■ Saved entries
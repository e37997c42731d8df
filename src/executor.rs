//! Parameter binding and statement execution.
//!
//! Glues the template parser's variable list to the serializer: each named
//! placeholder is split into a root and a dotted property path, resolved
//! against the caller's parameter bag, and serialized at the variable's
//! positional index. The accumulated descriptor list is committed to the
//! transport in one call.

use std::sync::Arc;

use rustc_hash::FxHashMap;
use smallvec::SmallVec;
use tracing::debug;

use crate::error::{BindrowError, Result};
use crate::mapping::{ResultData, ResultMapper, Serializer};
use crate::template::{parse_template, StringTemplate};
use crate::types::{Resolution, Tagged, Type, TypeResolver};
use crate::wire::{Connection, PreparedStatement};

/// A template variable name split into its root and property path.
///
/// `"user.name.first"` splits into root `user` and path `["name", "first"]`.
#[derive(Debug, Clone, PartialEq, Eq)]
pub struct QueryParameter {
    /// Name looked up in the parameter bag.
    pub root: String,
    /// Remaining segments walked through nested object fields.
    pub property_path: SmallVec<[String; 4]>,
}

/// Splits a variable name on `.`. A trailing dot is ignored; an empty root
/// is reported by the binder as a malformed parameter name.
pub fn parse_query_parameter(name: &str) -> QueryParameter {
    match name.find('.') {
        Some(i) if i + 1 < name.len() => QueryParameter {
            root: name[..i].to_string(),
            property_path: name[i + 1..].split('.').map(str::to_string).collect(),
        },
        Some(i) => QueryParameter {
            root: name[..i].to_string(),
            property_path: SmallVec::new(),
        },
        None => QueryParameter {
            root: name.to_string(),
            property_path: SmallVec::new(),
        },
    }
}

/// What to do when a template names a parameter absent from the bag.
#[derive(Debug, Clone, Copy, PartialEq, Eq)]
pub enum MissingParam {
    /// Leave the position unset and continue. Compatible default; the
    /// transport sees an unbound position.
    Skip,
    /// Fail the bind with [`BindrowError::MissingParameter`].
    Error,
}

/// Binder configuration.
#[derive(Debug, Clone)]
pub struct BinderOptions {
    /// Policy for parameters absent from the bag.
    pub missing_param: MissingParam,
}

impl Default for BinderOptions {
    fn default() -> Self {
        BinderOptions {
            missing_param: MissingParam::Skip,
        }
    }
}

impl BinderOptions {
    /// Absent parameters are skipped silently.
    pub fn permissive() -> BinderOptions {
        BinderOptions::default()
    }

    /// Absent parameters fail the bind.
    pub fn strict() -> BinderOptions {
        BinderOptions {
            missing_param: MissingParam::Error,
        }
    }
}

/// Name-to-value parameter bag supplied per execution.
#[derive(Clone, Default)]
pub struct Params {
    values: FxHashMap<String, Tagged>,
}

impl Params {
    /// An empty bag.
    pub fn new() -> Params {
        Params::default()
    }

    /// Adds a parameter.
    pub fn with(mut self, name: impl Into<String>, value: impl Into<Tagged>) -> Params {
        self.values.insert(name.into(), value.into());
        self
    }

    /// Adds a parameter in place.
    pub fn insert(&mut self, name: impl Into<String>, value: impl Into<Tagged>) {
        self.values.insert(name.into(), value.into());
    }

    /// Value bound to `name`, if present.
    pub fn get(&self, name: &str) -> Option<&Tagged> {
        self.values.get(name)
    }

    /// Number of parameters in the bag.
    pub fn len(&self) -> usize {
        self.values.len()
    }

    /// Whether the bag is empty.
    pub fn is_empty(&self) -> bool {
        self.values.is_empty()
    }
}

/// Executes parsed templates against a transport connection.
///
/// Owns the serializer whose descriptor list is rebuilt per execution, the
/// result mapper shared with the query results it produces, and the type
/// resolver used for property paths and interpretation fallback.
pub struct Executor<C: Connection> {
    connection: C,
    serializer: Serializer,
    mapper: Arc<ResultMapper>,
    resolver: TypeResolver,
    options: BinderOptions,
}

impl<C: Connection> Executor<C> {
    /// An executor with default (permissive) binder options.
    pub fn new(connection: C) -> Executor<C> {
        Executor::with_options(connection, BinderOptions::default())
    }

    /// An executor with explicit binder options.
    pub fn with_options(connection: C, options: BinderOptions) -> Executor<C> {
        Executor {
            connection,
            serializer: Serializer::new(),
            mapper: Arc::new(ResultMapper::new()),
            resolver: TypeResolver::new(),
            options,
        }
    }

    /// Replaces the type resolver.
    pub fn set_resolver(&mut self, resolver: TypeResolver) {
        self.resolver = resolver;
    }

    /// The type resolver in use.
    pub fn resolver(&self) -> &TypeResolver {
        &self.resolver
    }

    /// Parses a query template and attaches its name and prepare flag.
    pub fn parse_query_template(
        name: impl Into<String>,
        text: &str,
        prepare: bool,
    ) -> Result<StringTemplate> {
        Ok(parse_template(text)?.with_name(name).with_prepare(prepare))
    }

    /// Row id generated by the last insert on the underlying connection.
    pub fn last_insert_id(&self) -> i64 {
        self.connection.last_insert_id()
    }

    fn bind_params(
        &mut self,
        stmt: &mut C::Stmt,
        template: &StringTemplate,
        params: &Params,
    ) -> Result<()> {
        self.serializer.reset();

        for (index, var) in template.variables().iter().enumerate() {
            let query_param = parse_query_parameter(&var.name);
            if query_param.root.is_empty() {
                return Err(BindrowError::MalformedParameterName {
                    name: var.name.clone(),
                });
            }

            let value = match params.get(&query_param.root) {
                Some(value) => value,
                None => match self.options.missing_param {
                    MissingParam::Skip => {
                        debug!(name = %var.name, index, "parameter absent; position left unset");
                        continue;
                    }
                    MissingParam::Error => {
                        return Err(BindrowError::MissingParameter {
                            name: query_param.root,
                        })
                    }
                },
            };

            match self
                .resolver
                .resolve_property_path(value, &query_param.property_path)
            {
                Resolution::Unknown { .. } => {
                    return Err(BindrowError::UnresolvedParameter {
                        name: var.name.clone(),
                    })
                }
                Resolution::Value(resolved) => {
                    self.serializer.serialize(index, &resolved, &self.resolver)?
                }
            }
        }

        self.serializer.pad_to(template.variables().len());
        if !stmt.bind_params(self.serializer.slots()) {
            return Err(BindrowError::Bind(stmt.last_error()));
        }
        Ok(())
    }

    /// Prepares, binds and executes a template, returning the streaming
    /// result.
    pub fn execute(
        &mut self,
        template: &StringTemplate,
        params: &Params,
    ) -> Result<QueryResult<C::Stmt>> {
        let mut stmt = self
            .connection
            .prepare(template.prepared_text())
            .map_err(BindrowError::Prepare)?;

        self.bind_params(&mut stmt, template, params)?;

        if !stmt.execute() {
            return Err(BindrowError::Execute(stmt.last_error()));
        }

        let mut data = ResultData::new(stmt.metadata());
        data.init(&mut stmt);
        let error_message = if data.is_success() {
            String::new()
        } else {
            stmt.last_error()
        };

        Ok(QueryResult {
            stmt,
            data,
            mapper: Arc::clone(&self.mapper),
            resolver: self.resolver.clone(),
            error_message,
        })
    }
}

/// Streaming result of one executed statement.
///
/// Owns the statement handle and the column buffers for its lifetime; both
/// are released when the result is dropped.
pub struct QueryResult<S: PreparedStatement> {
    stmt: S,
    data: ResultData,
    mapper: Arc<ResultMapper>,
    resolver: TypeResolver,
    error_message: String,
}

impl<S: PreparedStatement> QueryResult<S> {
    /// False after a fetch error; a clean end of data keeps this true, so
    /// "query succeeded, zero rows" and "failed mid-stream" stay
    /// distinguishable.
    pub fn is_success(&self) -> bool {
        self.data.is_success()
    }

    /// Transport message captured when the first fetch failed.
    pub fn error_message(&self) -> &str {
        &self.error_message
    }

    /// Index of the row the state machine is positioned on.
    pub fn position(&self) -> i64 {
        self.data.row_index()
    }

    /// Total result count when the transport knows it ahead of streaming.
    /// Always `None` here: rows are streamed and counted only as they are
    /// fetched.
    pub fn known_count(&self) -> Option<i64> {
        None
    }

    /// Whether another row is available.
    pub fn has_more_to_fetch(&self) -> bool {
        self.data.has_more()
    }

    /// Reads up to `count` rows into a collection of `ty`; `count < 0`
    /// reads all remaining rows, `count == 0` yields an empty container
    /// without touching the state machine.
    pub fn fetch(&mut self, ty: &Arc<Type>, count: i64) -> Result<Tagged> {
        if count != 0 && !self.data.is_success() {
            let message = if self.error_message.is_empty() {
                self.stmt.last_error()
            } else {
                self.error_message.clone()
            };
            return Err(BindrowError::Fetch(message));
        }
        self.mapper
            .read_rows(&mut self.data, &mut self.stmt, ty, &self.resolver, count)
    }

    /// Reads all remaining rows into a collection of `ty`.
    pub fn fetch_all(&mut self, ty: &Arc<Type>) -> Result<Tagged> {
        self.fetch(ty, -1)
    }
}

impl<S: PreparedStatement> std::fmt::Debug for QueryResult<S> {
    fn fmt(&self, f: &mut std::fmt::Formatter<'_>) -> std::fmt::Result {
        f.debug_struct("QueryResult")
            .field("is_success", &self.data.is_success())
            .field("position", &self.data.row_index())
            .field("error_message", &self.error_message)
            .finish_non_exhaustive()
    }
}
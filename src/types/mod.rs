#![forbid(unsafe_code)]

//! Closed-world dynamic type model.
//!
//! Both marshalling directions dispatch on a dense [`ClassId`]; the
//! structures here carry everything a handler needs beyond the class:
//! enum definitions, object schemas, container item types, and declared
//! interpretations for host-defined classes.

/// Dense type-class identifiers.
pub mod class;

/// Property-path resolution and enabled interpretations.
pub mod resolver;

/// Type descriptors: scalars, enums, objects, containers, custom classes.
pub mod ty;

/// Tagged values.
pub mod value;

pub use class::ClassId;
pub use resolver::{Resolution, TypeResolver};
pub use ty::{EnumDef, EnumError, Field, Interpretation, ObjectSchema, Type, TypeInfo, TypeSelector};
pub use value::{ObjectValue, Payload, Tagged};
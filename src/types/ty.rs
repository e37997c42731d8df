use std::fmt;
use std::sync::Arc;

use rustc_hash::FxHashMap;

use super::class::ClassId;
use super::value::{ObjectValue, Payload, Tagged};
use crate::error::Result;

/// Chooses the concrete decoding type for a polymorphic field, given the
/// already-populated sibling fields of the row being assembled.
pub type TypeSelector = Arc<dyn Fn(&ObjectValue) -> Result<Arc<Type>> + Send + Sync>;

/// Converts a value of the declaring type into its interpretation type.
pub type InterpretFn = Arc<dyn Fn(&Tagged) -> Result<Tagged> + Send + Sync>;

/// Lifts a value of the interpretation type back into the declaring type.
pub type LiftFn = Arc<dyn Fn(Tagged) -> Result<Tagged> + Send + Sync>;

/// A marshallable type: class id plus the shape information the mappers
/// need (enum definition, object schema, container item types, declared
/// interpretations for host-defined classes).
pub struct Type {
    class: ClassId,
    name: String,
    info: TypeInfo,
}

/// Shape information attached to a [`Type`].
pub enum TypeInfo {
    /// Plain scalar; the class id says everything.
    Scalar,
    /// Type-erased value.
    Any,
    /// Enumeration.
    Enum(EnumDef),
    /// Object with declared fields.
    Object(ObjectSchema),
    /// Homogeneous sequence or set.
    Collection {
        /// Declared element type.
        item: Arc<Type>,
    },
    /// String-keyed map.
    Map {
        /// Declared key type.
        key: Arc<Type>,
        /// Declared value type.
        value: Arc<Type>,
    },
    /// Host-defined class with declared alternate representations.
    Custom {
        /// Interpretations, tried in declaration order.
        interpretations: Vec<Interpretation>,
    },
}

impl Type {
    fn scalar(class: ClassId, name: &str) -> Arc<Type> {
        Arc::new(Type {
            class,
            name: name.to_string(),
            info: TypeInfo::Scalar,
        })
    }

    /// UTF-8 text type.
    pub fn text() -> Arc<Type> {
        Self::scalar(ClassId::TEXT, "Text")
    }

    /// Boolean type.
    pub fn boolean() -> Arc<Type> {
        Self::scalar(ClassId::BOOL, "Boolean")
    }

    /// Signed 8-bit integer type.
    pub fn int8() -> Arc<Type> {
        Self::scalar(ClassId::INT8, "Int8")
    }

    /// Unsigned 8-bit integer type.
    pub fn uint8() -> Arc<Type> {
        Self::scalar(ClassId::UINT8, "UInt8")
    }

    /// Signed 16-bit integer type.
    pub fn int16() -> Arc<Type> {
        Self::scalar(ClassId::INT16, "Int16")
    }

    /// Unsigned 16-bit integer type.
    pub fn uint16() -> Arc<Type> {
        Self::scalar(ClassId::UINT16, "UInt16")
    }

    /// Signed 32-bit integer type.
    pub fn int32() -> Arc<Type> {
        Self::scalar(ClassId::INT32, "Int32")
    }

    /// Unsigned 32-bit integer type.
    pub fn uint32() -> Arc<Type> {
        Self::scalar(ClassId::UINT32, "UInt32")
    }

    /// Signed 64-bit integer type.
    pub fn int64() -> Arc<Type> {
        Self::scalar(ClassId::INT64, "Int64")
    }

    /// Unsigned 64-bit integer type.
    pub fn uint64() -> Arc<Type> {
        Self::scalar(ClassId::UINT64, "UInt64")
    }

    /// 32-bit float type.
    pub fn float32() -> Arc<Type> {
        Self::scalar(ClassId::FLOAT32, "Float32")
    }

    /// 64-bit float type.
    pub fn float64() -> Arc<Type> {
        Self::scalar(ClassId::FLOAT64, "Float64")
    }

    /// Type-erased "any" type.
    pub fn any() -> Arc<Type> {
        Arc::new(Type {
            class: ClassId::ANY,
            name: "Any".to_string(),
            info: TypeInfo::Any,
        })
    }

    /// Enumeration type from a definition.
    pub fn enumeration(def: EnumDef) -> Arc<Type> {
        Arc::new(Type {
            class: ClassId::ENUM,
            name: def.name.clone(),
            info: TypeInfo::Enum(def),
        })
    }

    /// Object type from a schema.
    pub fn object(schema: ObjectSchema) -> Arc<Type> {
        Arc::new(Type {
            class: ClassId::OBJECT,
            name: schema.name.clone(),
            info: TypeInfo::Object(schema),
        })
    }

    /// Growable ordered sequence of `item`.
    pub fn vector(item: Arc<Type>) -> Arc<Type> {
        Arc::new(Type {
            class: ClassId::VECTOR,
            name: format!("Vector<{}>", item.name),
            info: TypeInfo::Collection { item },
        })
    }

    /// Ordered sequence of `item`.
    pub fn list(item: Arc<Type>) -> Arc<Type> {
        Arc::new(Type {
            class: ClassId::LIST,
            name: format!("List<{}>", item.name),
            info: TypeInfo::Collection { item },
        })
    }

    /// Unordered set of `item`.
    pub fn set(item: Arc<Type>) -> Arc<Type> {
        Arc::new(Type {
            class: ClassId::SET,
            name: format!("Set<{}>", item.name),
            info: TypeInfo::Collection { item },
        })
    }

    /// Ordered map from `key` to `value`.
    pub fn pair_list(key: Arc<Type>, value: Arc<Type>) -> Arc<Type> {
        Arc::new(Type {
            class: ClassId::PAIR_LIST,
            name: format!("PairList<{}, {}>", key.name, value.name),
            info: TypeInfo::Map { key, value },
        })
    }

    /// Unordered map from `key` to `value`.
    pub fn unordered_map(key: Arc<Type>, value: Arc<Type>) -> Arc<Type> {
        Arc::new(Type {
            class: ClassId::UNORDERED_MAP,
            name: format!("UnorderedMap<{}, {}>", key.name, value.name),
            info: TypeInfo::Map { key, value },
        })
    }

    /// Host-defined type with declared alternate representations.
    ///
    /// Neither mapper has a handler for a custom class; marshalling goes
    /// through the first enabled interpretation.
    pub fn custom(
        name: impl Into<String>,
        class: ClassId,
        interpretations: Vec<Interpretation>,
    ) -> Arc<Type> {
        Arc::new(Type {
            class,
            name: name.into(),
            info: TypeInfo::Custom { interpretations },
        })
    }

    /// Class id of this type.
    #[inline]
    pub fn class(&self) -> ClassId {
        self.class
    }

    /// Human-readable type name, used in error messages.
    pub fn name(&self) -> &str {
        &self.name
    }

    /// Shape information.
    pub fn info(&self) -> &TypeInfo {
        &self.info
    }

    /// Declared element type, for collection classes.
    pub fn item_type(&self) -> Option<&Arc<Type>> {
        match &self.info {
            TypeInfo::Collection { item } => Some(item),
            _ => None,
        }
    }

    /// Declared key type, for map classes.
    pub fn key_type(&self) -> Option<&Arc<Type>> {
        match &self.info {
            TypeInfo::Map { key, .. } => Some(key),
            _ => None,
        }
    }

    /// Declared value type, for map classes.
    pub fn value_type(&self) -> Option<&Arc<Type>> {
        match &self.info {
            TypeInfo::Map { value, .. } => Some(value),
            _ => None,
        }
    }

    /// Enum definition, for enum types.
    pub fn enum_def(&self) -> Option<&EnumDef> {
        match &self.info {
            TypeInfo::Enum(def) => Some(def),
            _ => None,
        }
    }

    /// Object schema, for object types.
    pub fn object_schema(&self) -> Option<&ObjectSchema> {
        match &self.info {
            TypeInfo::Object(schema) => Some(schema),
            _ => None,
        }
    }

    /// First declared interpretation that is enabled.
    ///
    /// Unnamed interpretations are always enabled; named ones require
    /// membership in the resolver's enabled set.
    pub fn find_interpretation(&self, enabled: &[String]) -> Option<&Interpretation> {
        match &self.info {
            TypeInfo::Custom { interpretations } => interpretations.iter().find(|i| match &i.name {
                None => true,
                Some(name) => enabled.iter().any(|e| e == name),
            }),
            _ => None,
        }
    }
}

impl PartialEq for Type {
    fn eq(&self, other: &Self) -> bool {
        self.class == other.class && self.name == other.name
    }
}

impl Eq for Type {}

impl fmt::Debug for Type {
    fn fmt(&self, f: &mut fmt::Formatter<'_>) -> fmt::Result {
        write!(f, "Type({})", self.name)
    }
}

/// Outcome of an enum conversion that did not produce a value.
#[derive(Debug, Clone, Copy, PartialEq, Eq)]
pub enum EnumError {
    /// Null value on an enum declared not-null.
    NotNull,
    /// No entry matches the value.
    NoEntry,
}

struct EnumEntry {
    name: String,
    value: Tagged,
}

/// Enumeration definition: named entries, each carrying its underlying
/// interpretation value, plus an optional not-null constraint.
pub struct EnumDef {
    name: String,
    interpretation: Arc<Type>,
    entries: Vec<EnumEntry>,
    not_null: bool,
}

impl EnumDef {
    /// Starts a definition with the given interpretation (underlying) type.
    pub fn new(name: impl Into<String>, interpretation: Arc<Type>) -> Self {
        EnumDef {
            name: name.into(),
            interpretation,
            entries: Vec::new(),
            not_null: false,
        }
    }

    /// Adds a named entry with its underlying value.
    pub fn entry(mut self, name: impl Into<String>, value: Tagged) -> Self {
        self.entries.push(EnumEntry {
            name: name.into(),
            value,
        });
        self
    }

    /// Marks the enum as not-null in both marshalling directions.
    pub fn not_null(mut self) -> Self {
        self.not_null = true;
        self
    }

    /// Enum name.
    pub fn name(&self) -> &str {
        &self.name
    }

    /// Declared interpretation type.
    pub fn interpretation_type(&self) -> &Arc<Type> {
        &self.interpretation
    }

    /// Converts an enum-typed value into its interpretation value.
    pub fn to_interpretation(&self, value: &Tagged) -> std::result::Result<Tagged, EnumError> {
        match value.payload() {
            None => {
                if self.not_null {
                    Err(EnumError::NotNull)
                } else {
                    Ok(Tagged::null(self.interpretation.clone()))
                }
            }
            Some(Payload::Enum(entry)) => self
                .entries
                .iter()
                .find(|e| e.name == *entry)
                .map(|e| e.value.clone())
                .ok_or(EnumError::NoEntry),
            Some(_) => Err(EnumError::NoEntry),
        }
    }

    /// Maps an interpretation value back to an entry name; `None` for null.
    pub fn entry_for(&self, value: &Tagged) -> std::result::Result<Option<&str>, EnumError> {
        if value.is_null() {
            return if self.not_null {
                Err(EnumError::NotNull)
            } else {
                Ok(None)
            };
        }
        self.entries
            .iter()
            .find(|e| e.value.payload() == value.payload())
            .map(|e| Some(e.name.as_str()))
            .ok_or(EnumError::NoEntry)
    }
}

/// One declared field of an object type.
pub struct Field {
    /// Field name; matched against result column names.
    pub name: String,
    /// Declared field type.
    pub ty: Arc<Type>,
    /// Selector for polymorphic fields; only honored on Any-typed fields.
    pub selector: Option<TypeSelector>,
}

impl fmt::Debug for Field {
    fn fmt(&self, f: &mut fmt::Formatter<'_>) -> fmt::Result {
        f.debug_struct("Field")
            .field("name", &self.name)
            .field("ty", &self.ty)
            .field("polymorphic", &self.selector.is_some())
            .finish()
    }
}

/// Declared fields of an object type.
pub struct ObjectSchema {
    name: String,
    fields: Vec<Field>,
    index: FxHashMap<String, usize>,
}

impl ObjectSchema {
    /// Starts an empty schema.
    pub fn new(name: impl Into<String>) -> Self {
        ObjectSchema {
            name: name.into(),
            fields: Vec::new(),
            index: FxHashMap::default(),
        }
    }

    /// Adds a concretely-typed field.
    pub fn field(mut self, name: impl Into<String>, ty: Arc<Type>) -> Self {
        let name = name.into();
        self.index.insert(name.clone(), self.fields.len());
        self.fields.push(Field {
            name,
            ty,
            selector: None,
        });
        self
    }

    /// Adds a polymorphic Any-typed field resolved by `selector` after the
    /// concrete fields of the row are populated.
    pub fn polymorphic(mut self, name: impl Into<String>, selector: TypeSelector) -> Self {
        let name = name.into();
        self.index.insert(name.clone(), self.fields.len());
        self.fields.push(Field {
            name,
            ty: Type::any(),
            selector: Some(selector),
        });
        self
    }

    /// Schema name.
    pub fn name(&self) -> &str {
        &self.name
    }

    /// Declared fields, in declaration order.
    pub fn fields(&self) -> &[Field] {
        &self.fields
    }

    /// Field with the given name.
    pub fn field_named(&self, name: &str) -> Option<&Field> {
        self.index.get(name).map(|&i| &self.fields[i])
    }
}

/// A declared alternate representation for a host-defined type.
pub struct Interpretation {
    name: Option<String>,
    target: Arc<Type>,
    to_target: InterpretFn,
    from_target: LiftFn,
}

impl Interpretation {
    /// Always-enabled interpretation.
    pub fn new(target: Arc<Type>, to_target: InterpretFn, from_target: LiftFn) -> Self {
        Interpretation {
            name: None,
            target,
            to_target,
            from_target,
        }
    }

    /// Interpretation enabled only when its name is in the resolver's
    /// enabled set.
    pub fn named(
        name: impl Into<String>,
        target: Arc<Type>,
        to_target: InterpretFn,
        from_target: LiftFn,
    ) -> Self {
        Interpretation {
            name: Some(name.into()),
            target,
            to_target,
            from_target,
        }
    }

    /// The representation type marshalling goes through.
    pub fn target(&self) -> &Arc<Type> {
        &self.target
    }

    /// Converts a declaring-type value into the representation type.
    pub fn to_target(&self, value: &Tagged) -> Result<Tagged> {
        (self.to_target)(value)
    }

    /// Lifts a representation-type value back into the declaring type.
    pub fn from_target(&self, value: Tagged) -> Result<Tagged> {
        (self.from_target)(value)
    }
}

■ Work item
For each line in the data above that contains the string "NotNull", extract the line.

■ Expected answer
    NotNull,
                    Err(EnumError::NotNull)
                Err(EnumError::NotNull)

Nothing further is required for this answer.